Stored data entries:
##########

//! Run parameter decoding.
//!
//! Parameters arrive as loosely typed values. Numbers become `Int`/`Float`,
//! VectorNav register sentences (`$VNRRG,...*XX`) are split into their
//! payload fields, anything else stays text.

use std::sync::LazyLock;

use regex::Regex;
use serde::{Deserialize, Serialize};

use crate::error::{IngestionError, Result};

/// Parameter holding the nominal forward speed
pub const SPEED_PARAMETER: &str = "Speed";

/// Leading sentence fields dropped from register replies (`VNRRG`, register id)
const VNAV_HEADER_FIELDS: usize = 2;

/// `$<payload>*<checksum>`
static SENTENCE: LazyLock<std::result::Result<Regex, regex::Error>> =
    LazyLock::new(|| Regex::new(r"\$(.*)\*.*"));

/// Decoded run parameter
#[derive(Debug, Clone, PartialEq, Serialize, Deserialize)]
#[serde(untagged)]
pub enum ParValue {
    Int(i64),
    Float(f64),
    Text(String),
    Array(Vec<f64>),
}

impl ParValue {
    /// Decode the raw textual value of parameter `name`.
    ///
    /// `Speed` is always a float. Other values are tried as an integer, then
    /// as a float. A `$`-prefixed VectorNav sentence yields an `Int`/`Text`
    /// for a single payload field and a float `Array` for several.
    pub fn decode(name: &str, raw: &str) -> Result<Self> {
        let raw = raw.trim();
        if name == SPEED_PARAMETER {
            if let Ok(speed) = raw.parse::<f64>() {
                return Ok(Self::Float(speed));
            }
        } else if let Ok(int) = raw.parse::<i64>() {
            return Ok(Self::Int(int));
        } else if let Ok(float) = raw.parse::<f64>() {
            return Ok(Self::Float(float));
        }

        if !raw.starts_with('$') {
            return Ok(Self::Text(raw.to_string()));
        }

        let fields = parse_vnav_sentence(raw, VNAV_HEADER_FIELDS)?;
        match fields.as_slice() {
            [single] => Ok(single
                .trim()
                .parse::<i64>()
                .map(Self::Int)
                .unwrap_or_else(|_| Self::Text(single.clone()))),
            many => many
                .iter()
                .map(|field| {
                    field.trim().parse::<f64>().map_err(|e| {
                        IngestionError::parameter(name, format!("field '{field}': {e}"))
                    })
                })
                .collect::<Result<Vec<_>>>()
                .map(Self::Array),
        }
    }

    /// Decode a JSON value, going through its textual form
    pub fn from_json(name: &str, value: &serde_json::Value) -> Result<Self> {
        match value {
            serde_json::Value::String(s) => Self::decode(name, s),
            serde_json::Value::Number(n) => Self::decode(name, &n.to_string()),
            serde_json::Value::Bool(b) => Ok(Self::Int(i64::from(*b))),
            other => Err(IngestionError::parameter(
                name,
                format!("unsupported parameter value {other}"),
            )),
        }
    }

    pub fn as_f64(&self) -> Option<f64> {
        match self {
            Self::Int(i) => Some(*i as f64),
            Self::Float(f) => Some(*f),
            _ => None,
        }
    }
}

/// Payload fields of a VectorNav sentence, minus the first `skip`.
///
/// `$VNRRG,26,1,0,0*6A` with `skip = 2` gives `["1", "0", "0"]`. A string
/// without the `$...*` framing is split as is.
pub fn parse_vnav_sentence(sentence: &str, skip: usize) -> Result<Vec<String>> {
    let pattern = SENTENCE
        .as_ref()
        .map_err(|e| IngestionError::parameter("sentence", e.to_string()))?;
    let payload = pattern.replace(sentence, "$1");
    Ok(payload
        .split(',')
        .skip(skip)
        .map(str::to_string)
        .collect())
}

#[cfg(test)]
mod tests {
    use super::*;

    #[test]
    fn test_sentence_strips_framing_and_checksum() {
        let fields = parse_vnav_sentence("$VNRRG,26,1.5,-0.25,3*5C", 2).unwrap();
        assert_eq!(fields, vec!["1.5", "-0.25", "3"]);
        let all = parse_vnav_sentence("$VNRRG,26,1.5*5C", 0).unwrap();
        assert_eq!(all, vec!["VNRRG", "26", "1.5"]);
    }

    #[test]
    fn test_sentence_without_framing() {
        assert_eq!(parse_vnav_sentence("a,b", 1).unwrap(), vec!["b"]);
    }

    #[test]
    fn test_speed_is_float() {
        assert_eq!(ParValue::decode("Speed", "3").unwrap(), ParValue::Float(3.0));
    }

    #[test]
    fn test_plain_values() {
        assert_eq!(ParValue::decode("RunID", "42").unwrap(), ParValue::Int(42));
        assert_eq!(
            ParValue::decode("Rider", "Jason").unwrap(),
            ParValue::Text("Jason".into())
        );
        assert_eq!(
            ParValue::decode("Duration", "30.5").unwrap(),
            ParValue::Float(30.5)
        );
    }

    #[test]
    fn test_vnav_single_field() {
        assert_eq!(
            ParValue::decode("VNavBaud", "$VNRRG,05,115200*5B").unwrap(),
            ParValue::Int(115200)
        );
        assert_eq!(
            ParValue::decode("VNavModel", "$VNRRG,01,VN-100T*1B").unwrap(),
            ParValue::Text("VN-100T".into())
        );
    }

    #[test]
    fn test_vnav_array() {
        assert_eq!(
            ParValue::decode("VNavRefFrame", "$VNRRG,09,1,0,0,0,1,0*4C").unwrap(),
            ParValue::Array(vec![1.0, 0.0, 0.0, 0.0, 1.0, 0.0])
        );
    }

    #[test]
    fn test_vnav_array_with_bad_field() {
        let err = ParValue::decode("VNavRefFrame", "$VNRRG,09,1,x*4C").unwrap_err();
        assert!(matches!(err, IngestionError::Parameter { .. }));
    }

    #[test]
    fn test_from_json() {
        let value = serde_json::json!(7);
        assert_eq!(ParValue::from_json("Trial", &value).unwrap(), ParValue::Int(7));
        let value = serde_json::json!(true);
        assert_eq!(ParValue::from_json("Flag", &value).unwrap(), ParValue::Int(1));
        assert!(ParValue::from_json("Bad", &serde_json::Value::Null).is_err());
    }
}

##########

▶ **Exercise goal**
In exact wording, restate the lines of the data above from the first through the one holding "use regex::Regex;", and stop after that line.

▶ **Result for this exercise**
//! Run parameter decoding.
//!
//! Parameters arrive as loosely typed values. Numbers become `Int`/`Float`,
//! VectorNav register sentences (`$VNRRG,...*XX`) are split into their
//! payload fields, anything else stays text.

use std::sync::LazyLock;

use regex::Regex;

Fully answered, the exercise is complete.